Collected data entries
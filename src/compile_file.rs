//! Whole-file compile-time evaluation for the `<name>.compile.<ext>`
//! convention.
//!
//! Every export of such a file is evaluated at build time. Zero-parameter
//! function exports are invoked; the file is regenerated so each export
//! becomes a literal constant or a zero-argument function returning the
//! literal, preserving call-site shape for importers.

use std::collections::HashMap;
use std::path::Path;

use lazy_static::lazy_static;
use oxc_allocator::Allocator;
use oxc_ast::ast::{
    BindingPattern, Declaration, Expression, FormalParameters, Program, Statement,
};
use oxc_parser::Parser;
use regex::Regex;

use crate::error::{TransformError, TransformResult};
use crate::extract::source_type_for;
use crate::loader::ModuleLoader;
use crate::options::Options;
use crate::session::Transformed;
use crate::stringify::{is_valid_identifier, string_literal, stringify_value};
use crate::substitute::DATA_EXPORT;
use crate::value::Value;

lazy_static! {
    static ref COMPILE_FILE_RE: Regex = Regex::new(r"\.compile\.([cm]?[jt]s|[jt]sx)$").unwrap();
}

/// True for paths following the whole-file convention, e.g. `data.compile.ts`.
pub fn is_compile_file(path: &Path) -> bool {
    COMPILE_FILE_RE.is_match(&path.to_string_lossy())
}

#[derive(Debug, Clone)]
struct ExportShape {
    local: String,
    export_as: String,
    /// Function-valued exports are invoked during evaluation and regenerated
    /// as zero-argument functions.
    callable: bool,
}

pub fn evaluate(
    code: &str,
    file_path: &Path,
    _options: &Options,
    loader: &mut dyn ModuleLoader,
) -> TransformResult<Option<Transformed>> {
    if !is_compile_file(file_path) {
        return Ok(None);
    }
    let file = file_path.display().to_string();

    let allocator = Allocator::default();
    let ret = Parser::new(&allocator, code, source_type_for(file_path)).parse();
    if !ret.errors.is_empty() {
        return Err(TransformError::Parse {
            file,
            message: format!("{:?}", ret.errors),
        });
    }

    let shapes = analyze_exports(&ret.program, &file)?;
    if shapes.is_empty() {
        return Ok(None);
    }

    let augmented = build_probe(code, &shapes);
    let mut overrides = HashMap::new();
    overrides.insert(file_path.to_path_buf(), augmented);
    let loaded = loader
        .load(file_path, &overrides)
        .map_err(|e| TransformError::evaluation(&file, e))?;
    let bag = loaded
        .exports
        .get(DATA_EXPORT)
        .cloned()
        .unwrap_or_else(|| Value::object(Vec::<(String, Value)>::new()));

    let mut out = String::new();
    for shape in &shapes {
        let value = bag.get(&shape.export_as).unwrap_or_else(Value::undefined);
        let literal = stringify_value(&value)?;
        if shape.callable {
            out.push_str(&format!(
                "export function {}() {{\n  return {};\n}}\n",
                shape.export_as, literal
            ));
        } else {
            out.push_str(&format!("export const {} = {};\n", shape.export_as, literal));
        }
    }
    tracing::debug!(file = %file, exports = shapes.len(), "regenerated compile-time file");

    let mut dependencies: Vec<_> = loaded.dependencies;
    if !dependencies.contains(&file_path.to_path_buf()) {
        dependencies.push(file_path.to_path_buf());
    }
    dependencies.sort();
    // Regeneration keeps none of the original positions, so this path always
    // reports dependencies rather than a map.
    Ok(Some(Transformed {
        code: out,
        map: None,
        dependencies,
    }))
}

/// Prepends a pass-through marker definition and appends a result-bag export
/// that awaits every binding, invoking the function-valued ones.
fn build_probe(source: &str, shapes: &[ExportShape]) -> String {
    let mut out = String::with_capacity(source.len() + 256);
    out.push_str(&format!(
        "const {} = (fn) => typeof fn === \"function\" ? fn() : fn;\n",
        crate::extract::MARKER
    ));
    out.push_str(source);
    out.push_str(&format!("\nexport const {DATA_EXPORT} = {{ "));
    for (index, shape) in shapes.iter().enumerate() {
        if index > 0 {
            out.push_str(", ");
        }
        let call = if shape.callable { "()" } else { "" };
        out.push_str(&format!(
            "{}: await ({}{})",
            string_literal(&shape.export_as),
            shape.local,
            call
        ));
    }
    out.push_str(" };\n");
    out
}

fn analyze_exports(program: &Program, file: &str) -> TransformResult<Vec<ExportShape>> {
    // First pass: kinds of top-level local declarations, so `export { x }`
    // can be classified.
    let mut locals: HashMap<String, bool> = HashMap::new();
    for stmt in &program.body {
        match stmt {
            Statement::VariableDeclaration(var) => {
                for decl in &var.declarations {
                    if let BindingPattern::BindingIdentifier(id) = &decl.id {
                        locals.insert(id.name.to_string(), init_is_callable(decl.init.as_ref()));
                    }
                }
            }
            Statement::FunctionDeclaration(func) => {
                if let Some(id) = &func.id {
                    locals.insert(id.name.to_string(), true);
                }
            }
            _ => {}
        }
    }

    let mut shapes = Vec::new();
    for stmt in &program.body {
        match stmt {
            Statement::ExportNamedDeclaration(export) => {
                if let Some(decl) = &export.declaration {
                    match decl {
                        Declaration::VariableDeclaration(var) => {
                            for d in &var.declarations {
                                let BindingPattern::BindingIdentifier(id) = &d.id else {
                                    return Err(TransformError::usage(
                                        file,
                                        "destructured exports are not supported in compile-time files",
                                    ));
                                };
                                let callable = init_is_callable(d.init.as_ref());
                                if callable {
                                    ensure_zero_params(
                                        init_params(d.init.as_ref()),
                                        &id.name,
                                        file,
                                    )?;
                                }
                                shapes.push(ExportShape {
                                    local: id.name.to_string(),
                                    export_as: id.name.to_string(),
                                    callable,
                                });
                            }
                        }
                        Declaration::FunctionDeclaration(func) => {
                            let Some(id) = &func.id else {
                                return Err(TransformError::usage(
                                    file,
                                    "exported functions must be named in compile-time files",
                                ));
                            };
                            ensure_zero_params(Some(&*func.params), &id.name, file)?;
                            shapes.push(ExportShape {
                                local: id.name.to_string(),
                                export_as: id.name.to_string(),
                                callable: true,
                            });
                        }
                        _ => {
                            return Err(TransformError::usage(
                                file,
                                "only const and function exports are supported in compile-time files",
                            ));
                        }
                    }
                }
                if export.source.is_some() {
                    return Err(TransformError::usage(
                        file,
                        "re-exports are not supported in compile-time files",
                    ));
                }
                for specifier in &export.specifiers {
                    let local = export_name(&specifier.local);
                    let export_as = export_name(&specifier.exported);
                    if !is_valid_identifier(&export_as) {
                        return Err(TransformError::usage(
                            file,
                            format!("cannot regenerate export named {:?}", export_as),
                        ));
                    }
                    shapes.push(ExportShape {
                        callable: locals.get(&local).copied().unwrap_or(false),
                        local,
                        export_as,
                    });
                }
            }
            Statement::ExportDefaultDeclaration(_) => {
                return Err(TransformError::usage(
                    file,
                    "default exports are not supported in compile-time files",
                ));
            }
            Statement::ExportAllDeclaration(_) => {
                return Err(TransformError::usage(
                    file,
                    "re-exports are not supported in compile-time files",
                ));
            }
            _ => {}
        }
    }
    Ok(shapes)
}

fn init_is_callable(init: Option<&Expression>) -> bool {
    matches!(
        init,
        Some(Expression::ArrowFunctionExpression(_)) | Some(Expression::FunctionExpression(_))
    )
}

fn init_params<'a>(init: Option<&'a Expression<'a>>) -> Option<&'a FormalParameters<'a>> {
    match init {
        Some(Expression::ArrowFunctionExpression(func)) => Some(&*func.params),
        Some(Expression::FunctionExpression(func)) => Some(&*func.params),
        _ => None,
    }
}

fn ensure_zero_params(
    params: Option<&FormalParameters>,
    name: &str,
    file: &str,
) -> TransformResult<()> {
    let empty = params
        .map(|p| p.items.is_empty() && p.rest.is_none())
        .unwrap_or(true);
    if empty {
        Ok(())
    } else {
        Err(TransformError::usage(
            file,
            format!(
                "exported function \"{}\" takes parameters; compile-time exports are evaluated without arguments",
                name
            ),
        ))
    }
}

fn export_name(name: &oxc_ast::ast::ModuleExportName) -> String {
    match name {
        oxc_ast::ast::ModuleExportName::IdentifierName(id) => id.name.to_string(),
        oxc_ast::ast::ModuleExportName::IdentifierReference(id) => id.name.to_string(),
        oxc_ast::ast::ModuleExportName::StringLiteral(s) => s.value.to_string(),
    }
}

#[cfg(test)]
mod tests {
    use super::*;

    fn analyze(code: &str) -> TransformResult<Vec<ExportShape>> {
        let allocator = Allocator::default();
        let ret = Parser::new(
            &allocator,
            code,
            source_type_for(Path::new("/x/data.compile.ts")),
        )
        .parse();
        assert!(ret.errors.is_empty());
        analyze_exports(&ret.program, "/x/data.compile.ts")
    }

    #[test]
    fn test_naming_convention() {
        assert!(is_compile_file(Path::new("/a/data.compile.ts")));
        assert!(is_compile_file(Path::new("b.compile.mjs")));
        assert!(!is_compile_file(Path::new("/a/data.ts")));
        assert!(!is_compile_file(Path::new("/a/compile.ts")));
    }

    #[test]
    fn test_export_classification() {
        let shapes = analyze(concat!(
            "export const count = 1\n",
            "export const fn2 = async () => \"hi\"\n",
            "export function fn() { return \"hi\" }\n",
        ))
        .unwrap();
        assert_eq!(shapes.len(), 3);
        assert!(!shapes[0].callable);
        assert!(shapes[1].callable);
        assert!(shapes[2].callable);
    }

    #[test]
    fn test_parametered_function_is_rejected() {
        let err = analyze("export function fn(x) { return x }\n").unwrap_err();
        assert!(matches!(err, TransformError::Usage { .. }));
        let err = analyze("export const fn = (x) => x\n").unwrap_err();
        assert!(matches!(err, TransformError::Usage { .. }));
    }

    #[test]
    fn test_default_export_is_rejected() {
        let err = analyze("export default 1\n").unwrap_err();
        assert!(matches!(err, TransformError::Usage { .. }));
    }

    #[test]
    fn test_aliased_specifier_export() {
        let shapes = analyze(concat!(
            "const inner = () => 1\n",
            "export { inner as outer }\n",
        ))
        .unwrap();
        assert_eq!(shapes.len(), 1);
        assert_eq!(shapes[0].local, "inner");
        assert_eq!(shapes[0].export_as, "outer");
        assert!(shapes[0].callable);
    }

    #[test]
    fn test_probe_invokes_functions() {
        let shapes = vec![
            ExportShape {
                local: "count".into(),
                export_as: "count".into(),
                callable: false,
            },
            ExportShape {
                local: "fn".into(),
                export_as: "fn".into(),
                callable: true,
            },
        ];
        let probe = build_probe("export const count = 1\n", &shapes);
        assert!(probe.starts_with("const compileTime = (fn) =>"));
        assert!(probe.contains("\"count\": await (count)"));
        assert!(probe.contains("\"fn\": await (fn())"));
    }
}
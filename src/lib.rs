//! Native core for build-time partial evaluation of JavaScript/TypeScript
//! modules.
//!
//! Source files mark expressions as compile-time with `compileTime(...)`.
//! The pipeline runs per file, in two ordered passes driven by the host
//! bundler:
//!
//! 1. [`Session::insert_placeholders`] parses the file, records every marked
//!    call site against the original text, replaces each call with an inert
//!    `null`, and drops declarations that only fed the stubbed calls.
//! 2. [`Session::replace_with_data`] synthesizes an executable variant of
//!    the original snapshot that captures each call's resolved value into a
//!    result bag, hands it to the external [`ModuleLoader`], serializes the
//!    resolved values back into source literals, and splices them into the
//!    original text.
//!
//! The two passes must run in that order for a given file; the host's
//! ordered hook stages guarantee it, nothing here locks.
//!
//! Two more surfaces ride on the same session: `import.meta.compileTime`
//! references to external modules (one shared, cached execution per resolved
//! target) and the `<name>.compile.<ext>` whole-file convention, which
//! evaluates every export and regenerates the file as literals.
//!
//! Results are memoized per session and evicted when the watcher reports a
//! change to a tracked dependency file. `Session::reset()` is bound to build
//! start and clears everything.
//!
//! Arbitrary code execution lives entirely behind the [`ModuleLoader`]
//! contract; the evaluation context is trusted, not security-isolated.

#[cfg(feature = "napi")]
use napi_derive::napi;

mod cache;
mod compile_file;
mod dce;
mod discovery;
mod error;
mod extract;
mod include;
mod loader;
mod options;
mod patch;
mod session;
mod stringify;
mod substitute;
mod value;

pub use cache::{CacheEntry, CacheKey, EvalCache};
pub use compile_file::is_compile_file;
pub use discovery::find_compile_time_files;
pub use error::{TransformError, TransformResult};
pub use extract::{extract, Extraction, Match, MARKER};
pub use loader::{CompileTimeOutput, LoadError, LoadedModule, ModuleLoader};
pub use options::Options;
pub use patch::Patcher;
pub use session::{PendingFile, Session, Transformed};
pub use stringify::{stringify_value, uneval};
pub use substitute::{build_probe, DATA_EXPORT};
pub use value::{Node, NodeId, ResponseParts, Value, ValueBuilder};

#[cfg(feature = "napi")]
pub use extract::insert_placeholders_native;
#[cfg(feature = "napi")]
pub use stringify::serialize_value_native;
#[cfg(feature = "napi")]
pub use substitute::{build_probe_native, splice_values_native};

#[cfg(feature = "napi")]
#[napi]
pub fn compile_bridge() -> String {
    "Compile-Time Native Bridge Connected".to_string()
}

#[cfg(test)]
mod compile_file_tests;
//! Phase one of the transform: locate compile-time call sites, validate
//! their usage shape, stub them out, and drop declarations that only fed
//! the stubbed calls.
//!
//! Spans recorded here point into the ORIGINAL text. Phase two re-reads the
//! original snapshot, never the stubbed output, so the stubbed code handed
//! to the bundler can be rewritten freely by later stages.

use std::collections::HashSet;
use std::path::Path;

use lazy_static::lazy_static;
use oxc_allocator::Allocator;
use oxc_ast::ast::{
    AwaitExpression, BindingPattern, CallExpression, Expression, IdentifierReference, TSTypeName,
    VariableDeclarator,
};
use oxc_ast_visit::{walk, Visit};
use oxc_parser::Parser;
use oxc_span::SourceType;
use regex::Regex;
use serde::{Deserialize, Serialize};

use crate::compile_file::is_compile_file;
use crate::dce;
use crate::error::{TransformError, TransformResult};
use crate::patch::Patcher;

/// The compile-time marker identifier.
pub const MARKER: &str = "compileTime";

pub(crate) const MARKER_CALL: &str = "compileTime(";

lazy_static! {
    static ref EXTENSIONS_RE: Regex =
        Regex::new(r"\.(([jt]sx?)|mjs|cjs|mts|cts|vue|astro|svelte)$").unwrap();
}

pub(crate) fn is_supported(path: &Path) -> bool {
    EXTENSIONS_RE.is_match(&path.to_string_lossy())
}

pub(crate) fn source_type_for(path: &Path) -> SourceType {
    let ext = path.extension().and_then(|e| e.to_str()).unwrap_or("");
    let base = SourceType::default().with_module(true);
    match ext {
        "ts" | "mts" | "cts" => base.with_typescript(true),
        "tsx" => base.with_typescript(true).with_jsx(true),
        "jsx" => base.with_jsx(true),
        // Framework single-file components reach this pass pre-transformed;
        // parse with the widest grammar.
        "vue" | "astro" | "svelte" => base.with_typescript(true).with_jsx(true),
        _ => base,
    }
}

/// One recorded compile-time call site. `start`/`end` are byte offsets of
/// the whole `compileTime(...)` call expression in the original text.
#[derive(Debug, Clone, PartialEq, Eq, Serialize, Deserialize)]
pub struct Match {
    pub name: String,
    pub start: u32,
    pub end: u32,
}

/// Output of a successful extraction pass.
#[derive(Debug, Clone, Serialize)]
pub struct Extraction {
    pub code: String,
    pub map: Option<serde_json::Value>,
    pub matches: Vec<Match>,
}

/// Parses `code`, stubs every valid `compileTime(...)` call with `null`, and
/// removes top-level declarations that no longer have any reader. Returns
/// `None` when the file is not eligible or contains no marker calls.
pub fn extract(
    code: &str,
    file_path: &Path,
    use_source_map: bool,
) -> TransformResult<Option<Extraction>> {
    if !code.contains(MARKER_CALL) || !is_supported(file_path) || is_compile_file(file_path) {
        return Ok(None);
    }
    let file = file_path.display().to_string();

    let allocator = Allocator::default();
    let ret = Parser::new(&allocator, code, source_type_for(file_path)).parse();
    if !ret.errors.is_empty() {
        return Err(TransformError::Parse {
            file,
            message: format!("{:?}", ret.errors),
        });
    }
    let program = ret.program;

    let mut finder = MarkerFinder::default();
    finder.visit_program(&program);
    if let Some(message) = finder.violation {
        return Err(TransformError::usage(file, message));
    }
    if finder.matches.is_empty() {
        return Ok(None);
    }
    let mut matches = finder.matches;
    matches.sort_by_key(|m| m.start);

    let mut patcher = Patcher::new(code);
    let mut removed: Vec<(u32, u32)> = Vec::with_capacity(matches.len());
    for m in &matches {
        patcher.replace(m.start, m.end, "null");
        removed.push((m.start, m.end));
    }
    dce::prune(code, &program, &finder.references, removed, &mut patcher);

    tracing::debug!(file = %file, matches = matches.len(), "stubbed compile-time call sites");

    let (out, map) = if use_source_map {
        let (out, map) = patcher.apply_with_map(&file);
        (out, Some(map))
    } else {
        (patcher.apply(), None)
    };
    Ok(Some(Extraction {
        code: out,
        map,
        matches,
    }))
}

fn is_marker_call(call: &CallExpression) -> bool {
    matches!(&call.callee, Expression::Identifier(ident) if ident.name == MARKER)
}

fn usage_message() -> String {
    format!("missing assignment, {MARKER} must be used as export const foo = {MARKER}(...)")
}

/// Single traversal collecting valid matches, usage violations, and every
/// identifier reference (for the later dead-code pass).
#[derive(Default)]
struct MarkerFinder {
    matches: Vec<Match>,
    /// Call spans already claimed by a declarator or an `await`.
    claimed: HashSet<u32>,
    violation: Option<String>,
    references: Vec<(String, u32)>,
}

impl<'a> Visit<'a> for MarkerFinder {
    fn visit_variable_declarator(&mut self, decl: &VariableDeclarator<'a>) {
        if let Some(Expression::CallExpression(call)) = &decl.init {
            if is_marker_call(call) {
                if let BindingPattern::BindingIdentifier(id) = &decl.id {
                    self.claimed.insert(call.span.start);
                    self.matches.push(Match {
                        name: id.name.to_string(),
                        start: call.span.start,
                        end: call.span.end,
                    });
                } else if self.violation.is_none() {
                    self.violation = Some(usage_message());
                }
            }
        }
        walk::walk_variable_declarator(self, decl);
    }

    fn visit_await_expression(&mut self, expr: &AwaitExpression<'a>) {
        // `await compileTime(...)` is left untouched, matching the marker's
        // documented surface.
        if let Expression::CallExpression(call) = &expr.argument {
            if is_marker_call(call) {
                self.claimed.insert(call.span.start);
            }
        }
        walk::walk_await_expression(self, expr);
    }

    fn visit_call_expression(&mut self, call: &CallExpression<'a>) {
        if is_marker_call(call) && !self.claimed.contains(&call.span.start) {
            if self.violation.is_none() {
                self.violation = Some(usage_message());
            }
        }
        walk::walk_call_expression(self, call);
    }

    fn visit_identifier_reference(&mut self, ident: &IdentifierReference<'a>) {
        self.references.push((ident.name.to_string(), ident.span.start));
    }

    fn visit_ts_type_name(&mut self, name: &TSTypeName<'a>) {
        // Type positions must keep their imports alive too.
        if let TSTypeName::IdentifierReference(ident) = name {
            self.references.push((ident.name.to_string(), ident.span.start));
        }
        walk::walk_ts_type_name(self, name);
    }
}

// ═══════════════════════════════════════════════════════════════════════════════
// NAPI EXPORTS
// ═══════════════════════════════════════════════════════════════════════════════

#[cfg(feature = "napi")]
use napi_derive::napi;

#[cfg(feature = "napi")]
#[napi]
pub fn insert_placeholders_native(
    code: String,
    file_path: String,
    use_source_map: bool,
) -> napi::Result<serde_json::Value> {
    let extraction = extract(&code, Path::new(&file_path), use_source_map)
        .map_err(|e| napi::Error::from_reason(e.to_string()))?;
    match extraction {
        Some(extraction) => {
            serde_json::to_value(extraction).map_err(|e| napi::Error::from_reason(e.to_string()))
        }
        None => Ok(serde_json::Value::Null),
    }
}

// ═══════════════════════════════════════════════════════════════════════════════
// TESTS
// ═══════════════════════════════════════════════════════════════════════════════
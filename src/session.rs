//! Per-build session state: the registry populated by phase one and the
//! result cache consulted by phase two.
//!
//! One session lives for one build or watch run. `reset()` is bound to
//! "build start" and clears both maps unconditionally; in-flight work is not
//! interrupted, its eventual writes just become moot.

use std::collections::HashMap;
use std::path::{Path, PathBuf};

use serde::Serialize;

use crate::cache::EvalCache;
use crate::compile_file;
use crate::error::TransformResult;
use crate::extract::{self, Match};
use crate::include;
use crate::loader::ModuleLoader;
use crate::options::Options;
use crate::substitute;

/// A file's state between the two passes: the original source snapshot and
/// the ordered call sites recorded against it.
#[derive(Debug, Clone)]
pub struct PendingFile {
    pub source: String,
    pub matches: Vec<Match>,
}

/// Result of a transform operation. Exactly one of `map` and `dependencies`
/// is populated, per [`Options::use_source_map`].
#[derive(Debug, Clone, Serialize)]
#[serde(rename_all = "camelCase")]
pub struct Transformed {
    pub code: String,
    pub map: Option<serde_json::Value>,
    pub dependencies: Vec<PathBuf>,
}

#[derive(Debug, Default)]
pub struct Session {
    options: Options,
    registry: HashMap<PathBuf, PendingFile>,
    cache: EvalCache,
}

impl Session {
    pub fn new(options: Options) -> Self {
        Session {
            options,
            registry: HashMap::new(),
            cache: EvalCache::new(),
        }
    }

    pub fn options(&self) -> &Options {
        &self.options
    }

    /// Phase one. Stubs marked calls and records them in the registry,
    /// replacing any prior entry for the path. Returns `None` when the file
    /// passes through untouched.
    pub fn insert_placeholders(
        &mut self,
        code: &str,
        file_path: &Path,
    ) -> TransformResult<Option<Transformed>> {
        self.registry.remove(file_path);
        let Some(extraction) = extract::extract(code, file_path, self.options.use_source_map)?
        else {
            return Ok(None);
        };
        self.registry.insert(
            file_path.to_path_buf(),
            PendingFile {
                source: code.to_string(),
                matches: extraction.matches,
            },
        );
        Ok(Some(Transformed {
            code: extraction.code,
            map: extraction.map,
            dependencies: Vec::new(),
        }))
    }

    /// Phase two. Requires a registry entry written by
    /// [`Session::insert_placeholders`] for this exact path; silently skips
    /// files that have none.
    pub fn replace_with_data(
        &mut self,
        file_path: &Path,
        loader: &mut dyn ModuleLoader,
    ) -> TransformResult<Option<Transformed>> {
        if !extract::is_supported(file_path) {
            return Ok(None);
        }
        let Some(pending) = self.registry.get(file_path) else {
            return Ok(None);
        };
        if pending.matches.is_empty() {
            return Ok(None);
        }
        substitute::replace_with_data(file_path, pending, &self.options, &mut self.cache, loader)
            .map(Some)
    }

    /// Expands `import.meta.compileTime("...")` references.
    pub fn apply_includes(
        &mut self,
        code: &str,
        file_path: &Path,
        loader: &mut dyn ModuleLoader,
    ) -> TransformResult<Option<Transformed>> {
        include::apply_includes(code, file_path, &self.options, &mut self.cache, loader)
    }

    /// Evaluates a whole-file-convention module and regenerates it as
    /// literal exports.
    pub fn compile_file(
        &mut self,
        code: &str,
        file_path: &Path,
        loader: &mut dyn ModuleLoader,
    ) -> TransformResult<Option<Transformed>> {
        compile_file::evaluate(code, file_path, &self.options, loader)
    }

    /// File-change notification from the watcher: evicts every cached result
    /// that tracked the file.
    pub fn invalidate(&mut self, changed: &Path) {
        let evicted = self.cache.invalidate(changed);
        if evicted > 0 {
            tracing::debug!(file = %changed.display(), evicted, "invalidated compile-time results");
        }
    }

    /// Clears all session state. Invoked at build start.
    pub fn reset(&mut self) {
        self.registry.clear();
        self.cache.reset();
    }

    /// Registry snapshot for a path, if phase one recorded one.
    pub fn pending(&self, file_path: &Path) -> Option<&PendingFile> {
        self.registry.get(file_path)
    }
}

- **Task item**: A single figure is required: the number of lines above in which the word "filename" occurs.

- **Answer**: 3